__How to complete this task__. Only the lines that hold "parse" should be in the answer, each copied from the data below.

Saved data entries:
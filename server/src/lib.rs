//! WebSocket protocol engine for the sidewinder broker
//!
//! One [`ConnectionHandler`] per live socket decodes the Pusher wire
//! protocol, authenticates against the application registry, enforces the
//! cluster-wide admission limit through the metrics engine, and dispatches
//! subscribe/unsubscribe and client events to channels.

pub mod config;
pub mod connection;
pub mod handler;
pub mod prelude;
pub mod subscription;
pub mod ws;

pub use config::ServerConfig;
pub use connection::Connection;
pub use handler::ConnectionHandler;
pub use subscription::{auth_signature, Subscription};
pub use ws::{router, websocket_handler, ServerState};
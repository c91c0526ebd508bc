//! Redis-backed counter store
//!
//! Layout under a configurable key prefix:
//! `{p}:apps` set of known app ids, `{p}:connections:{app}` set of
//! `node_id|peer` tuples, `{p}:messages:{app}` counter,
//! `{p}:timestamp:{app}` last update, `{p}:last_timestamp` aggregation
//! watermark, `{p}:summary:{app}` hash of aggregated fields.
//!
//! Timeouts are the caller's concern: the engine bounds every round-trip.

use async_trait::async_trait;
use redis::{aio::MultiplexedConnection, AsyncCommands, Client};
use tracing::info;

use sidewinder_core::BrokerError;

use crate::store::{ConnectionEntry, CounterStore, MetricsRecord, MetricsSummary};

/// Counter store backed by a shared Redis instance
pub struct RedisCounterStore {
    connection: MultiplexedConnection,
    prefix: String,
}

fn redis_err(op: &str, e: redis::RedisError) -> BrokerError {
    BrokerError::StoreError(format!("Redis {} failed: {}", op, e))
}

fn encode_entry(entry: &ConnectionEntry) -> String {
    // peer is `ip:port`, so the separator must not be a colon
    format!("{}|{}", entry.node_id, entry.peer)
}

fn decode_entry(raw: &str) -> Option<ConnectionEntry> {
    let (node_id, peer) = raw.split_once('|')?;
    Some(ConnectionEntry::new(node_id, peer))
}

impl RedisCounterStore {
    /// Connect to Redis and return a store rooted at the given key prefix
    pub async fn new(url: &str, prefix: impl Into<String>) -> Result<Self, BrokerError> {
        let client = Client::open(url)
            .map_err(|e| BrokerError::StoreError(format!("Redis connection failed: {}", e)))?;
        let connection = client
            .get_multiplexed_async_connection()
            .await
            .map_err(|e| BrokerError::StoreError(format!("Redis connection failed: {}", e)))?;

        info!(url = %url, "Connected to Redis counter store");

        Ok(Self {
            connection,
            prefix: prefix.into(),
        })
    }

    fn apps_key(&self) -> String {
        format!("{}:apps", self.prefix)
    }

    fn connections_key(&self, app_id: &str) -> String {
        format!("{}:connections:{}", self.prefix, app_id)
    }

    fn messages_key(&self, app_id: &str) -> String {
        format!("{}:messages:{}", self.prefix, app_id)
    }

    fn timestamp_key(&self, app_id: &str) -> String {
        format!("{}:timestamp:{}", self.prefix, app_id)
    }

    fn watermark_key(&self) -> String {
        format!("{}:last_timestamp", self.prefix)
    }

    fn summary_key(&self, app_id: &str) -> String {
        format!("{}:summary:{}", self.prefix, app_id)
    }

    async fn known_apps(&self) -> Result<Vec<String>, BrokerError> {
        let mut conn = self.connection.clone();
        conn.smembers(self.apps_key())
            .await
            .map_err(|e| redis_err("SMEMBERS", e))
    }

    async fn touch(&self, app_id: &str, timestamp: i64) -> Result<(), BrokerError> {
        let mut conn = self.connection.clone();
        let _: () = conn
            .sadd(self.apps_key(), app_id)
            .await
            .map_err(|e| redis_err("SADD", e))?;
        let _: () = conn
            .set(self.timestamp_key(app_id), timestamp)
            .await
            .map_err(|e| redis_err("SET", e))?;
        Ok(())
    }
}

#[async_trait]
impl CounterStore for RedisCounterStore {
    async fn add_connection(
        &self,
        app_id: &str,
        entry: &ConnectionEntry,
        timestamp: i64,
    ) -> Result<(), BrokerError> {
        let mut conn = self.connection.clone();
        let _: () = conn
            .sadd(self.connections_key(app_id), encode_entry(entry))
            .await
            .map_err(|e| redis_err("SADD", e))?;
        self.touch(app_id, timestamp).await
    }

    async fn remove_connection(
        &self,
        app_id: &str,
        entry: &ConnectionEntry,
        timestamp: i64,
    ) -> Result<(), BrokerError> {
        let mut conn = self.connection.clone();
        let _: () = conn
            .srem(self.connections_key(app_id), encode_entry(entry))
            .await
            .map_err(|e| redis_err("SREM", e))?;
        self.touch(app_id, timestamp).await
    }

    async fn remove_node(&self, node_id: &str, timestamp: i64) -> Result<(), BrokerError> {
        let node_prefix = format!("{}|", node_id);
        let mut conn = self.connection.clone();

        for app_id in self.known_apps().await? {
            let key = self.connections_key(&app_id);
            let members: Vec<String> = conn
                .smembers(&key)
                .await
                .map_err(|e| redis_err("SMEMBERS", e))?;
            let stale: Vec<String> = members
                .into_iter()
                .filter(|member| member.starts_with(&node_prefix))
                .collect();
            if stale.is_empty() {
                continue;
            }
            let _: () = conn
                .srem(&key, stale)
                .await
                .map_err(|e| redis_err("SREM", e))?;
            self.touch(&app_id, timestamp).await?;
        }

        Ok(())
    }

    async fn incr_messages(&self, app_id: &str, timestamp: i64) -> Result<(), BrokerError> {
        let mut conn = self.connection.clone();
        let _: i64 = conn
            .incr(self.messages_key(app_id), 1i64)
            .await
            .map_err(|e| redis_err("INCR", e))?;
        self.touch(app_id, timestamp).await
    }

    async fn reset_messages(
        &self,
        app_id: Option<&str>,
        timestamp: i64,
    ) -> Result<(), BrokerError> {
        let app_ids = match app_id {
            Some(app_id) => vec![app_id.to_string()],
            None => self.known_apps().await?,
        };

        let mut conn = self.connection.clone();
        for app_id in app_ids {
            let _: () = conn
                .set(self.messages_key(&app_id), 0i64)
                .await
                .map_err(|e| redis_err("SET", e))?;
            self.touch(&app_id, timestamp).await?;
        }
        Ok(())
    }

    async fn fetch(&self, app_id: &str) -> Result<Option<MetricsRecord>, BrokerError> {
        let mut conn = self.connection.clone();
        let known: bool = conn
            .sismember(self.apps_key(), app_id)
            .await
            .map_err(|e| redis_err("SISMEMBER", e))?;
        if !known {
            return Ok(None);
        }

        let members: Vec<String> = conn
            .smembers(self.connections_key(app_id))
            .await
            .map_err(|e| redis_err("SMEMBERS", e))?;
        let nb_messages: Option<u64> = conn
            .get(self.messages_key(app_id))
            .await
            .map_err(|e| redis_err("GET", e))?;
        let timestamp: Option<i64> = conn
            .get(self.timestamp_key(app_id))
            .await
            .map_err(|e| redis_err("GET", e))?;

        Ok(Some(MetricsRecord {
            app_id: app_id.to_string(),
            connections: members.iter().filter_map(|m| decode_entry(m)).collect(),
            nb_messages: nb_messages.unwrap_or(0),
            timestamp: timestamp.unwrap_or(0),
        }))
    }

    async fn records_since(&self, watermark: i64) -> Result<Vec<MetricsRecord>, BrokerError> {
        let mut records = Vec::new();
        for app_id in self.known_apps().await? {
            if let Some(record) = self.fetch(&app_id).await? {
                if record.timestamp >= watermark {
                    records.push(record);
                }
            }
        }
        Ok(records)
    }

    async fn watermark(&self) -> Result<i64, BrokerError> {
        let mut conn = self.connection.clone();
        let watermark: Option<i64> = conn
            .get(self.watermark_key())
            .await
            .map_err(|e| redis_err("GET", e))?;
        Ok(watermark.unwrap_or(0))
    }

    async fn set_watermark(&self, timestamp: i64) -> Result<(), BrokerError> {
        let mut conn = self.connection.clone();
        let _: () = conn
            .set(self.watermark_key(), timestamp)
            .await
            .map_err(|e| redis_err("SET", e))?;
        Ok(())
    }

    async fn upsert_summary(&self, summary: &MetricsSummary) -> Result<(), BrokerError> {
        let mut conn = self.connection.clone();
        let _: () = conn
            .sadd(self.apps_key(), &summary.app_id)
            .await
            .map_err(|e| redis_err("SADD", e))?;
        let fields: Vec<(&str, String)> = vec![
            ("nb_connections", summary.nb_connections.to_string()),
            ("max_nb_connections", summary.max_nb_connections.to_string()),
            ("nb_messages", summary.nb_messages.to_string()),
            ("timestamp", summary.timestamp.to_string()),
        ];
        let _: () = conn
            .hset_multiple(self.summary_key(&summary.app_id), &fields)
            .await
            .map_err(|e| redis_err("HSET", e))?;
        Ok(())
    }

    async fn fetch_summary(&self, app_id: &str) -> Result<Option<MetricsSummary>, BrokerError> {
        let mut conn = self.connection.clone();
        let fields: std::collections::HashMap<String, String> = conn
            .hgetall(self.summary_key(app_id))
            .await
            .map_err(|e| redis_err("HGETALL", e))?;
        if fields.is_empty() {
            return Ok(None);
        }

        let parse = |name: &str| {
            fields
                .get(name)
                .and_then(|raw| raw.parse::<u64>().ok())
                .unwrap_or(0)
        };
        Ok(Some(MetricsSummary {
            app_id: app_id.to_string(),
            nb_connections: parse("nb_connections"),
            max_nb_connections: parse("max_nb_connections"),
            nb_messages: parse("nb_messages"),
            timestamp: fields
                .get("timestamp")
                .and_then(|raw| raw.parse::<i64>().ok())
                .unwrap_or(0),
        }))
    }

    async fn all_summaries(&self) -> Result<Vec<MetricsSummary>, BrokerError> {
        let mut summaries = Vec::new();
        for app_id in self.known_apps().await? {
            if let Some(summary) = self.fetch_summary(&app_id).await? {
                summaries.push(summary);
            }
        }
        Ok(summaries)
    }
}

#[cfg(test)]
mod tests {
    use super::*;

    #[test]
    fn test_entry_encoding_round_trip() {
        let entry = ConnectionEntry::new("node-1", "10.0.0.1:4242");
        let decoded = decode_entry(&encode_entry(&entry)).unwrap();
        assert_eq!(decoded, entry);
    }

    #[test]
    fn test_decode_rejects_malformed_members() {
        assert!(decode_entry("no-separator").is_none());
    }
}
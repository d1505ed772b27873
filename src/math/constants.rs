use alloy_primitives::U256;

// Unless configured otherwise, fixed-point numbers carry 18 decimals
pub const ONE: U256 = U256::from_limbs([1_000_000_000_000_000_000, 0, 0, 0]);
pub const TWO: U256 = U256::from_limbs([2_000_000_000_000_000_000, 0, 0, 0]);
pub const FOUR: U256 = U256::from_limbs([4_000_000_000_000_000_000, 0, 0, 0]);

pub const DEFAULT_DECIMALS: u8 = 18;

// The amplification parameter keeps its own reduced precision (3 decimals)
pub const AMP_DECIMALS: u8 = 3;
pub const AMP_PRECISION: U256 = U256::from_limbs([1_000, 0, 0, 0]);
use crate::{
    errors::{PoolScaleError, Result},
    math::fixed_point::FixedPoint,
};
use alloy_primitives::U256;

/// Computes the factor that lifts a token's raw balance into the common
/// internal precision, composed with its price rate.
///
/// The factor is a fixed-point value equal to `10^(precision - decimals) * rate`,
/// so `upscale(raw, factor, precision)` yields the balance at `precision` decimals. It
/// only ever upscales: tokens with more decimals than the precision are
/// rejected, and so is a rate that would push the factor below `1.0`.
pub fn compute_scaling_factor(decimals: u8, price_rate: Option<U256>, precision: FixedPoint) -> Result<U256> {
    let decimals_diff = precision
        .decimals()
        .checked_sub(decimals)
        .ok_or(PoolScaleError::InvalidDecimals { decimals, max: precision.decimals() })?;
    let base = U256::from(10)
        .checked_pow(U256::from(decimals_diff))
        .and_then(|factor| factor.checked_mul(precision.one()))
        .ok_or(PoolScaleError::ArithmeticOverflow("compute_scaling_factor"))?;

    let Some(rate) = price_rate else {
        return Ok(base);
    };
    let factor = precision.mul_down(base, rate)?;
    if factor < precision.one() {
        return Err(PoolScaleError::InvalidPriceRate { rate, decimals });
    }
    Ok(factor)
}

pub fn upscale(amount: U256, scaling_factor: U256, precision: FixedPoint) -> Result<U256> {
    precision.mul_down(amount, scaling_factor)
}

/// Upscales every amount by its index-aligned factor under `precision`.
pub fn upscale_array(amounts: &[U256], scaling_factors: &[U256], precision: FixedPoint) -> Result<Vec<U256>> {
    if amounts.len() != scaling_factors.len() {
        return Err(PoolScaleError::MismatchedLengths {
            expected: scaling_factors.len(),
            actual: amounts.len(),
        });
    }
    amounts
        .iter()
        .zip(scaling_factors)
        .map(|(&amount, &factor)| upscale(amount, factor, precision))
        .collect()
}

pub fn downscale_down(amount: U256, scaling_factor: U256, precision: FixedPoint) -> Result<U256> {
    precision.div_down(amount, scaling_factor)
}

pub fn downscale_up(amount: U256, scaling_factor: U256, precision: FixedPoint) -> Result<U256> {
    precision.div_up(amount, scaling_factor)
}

__Response area__.
        let parse = |name: &str| {
                .and_then(|raw| raw.parse::<u64>().ok())
            nb_connections: parse("nb_connections"),
            max_nb_connections: parse("max_nb_connections"),
            nb_messages: parse("nb_messages"),
                .and_then(|raw| raw.parse::<i64>().ok())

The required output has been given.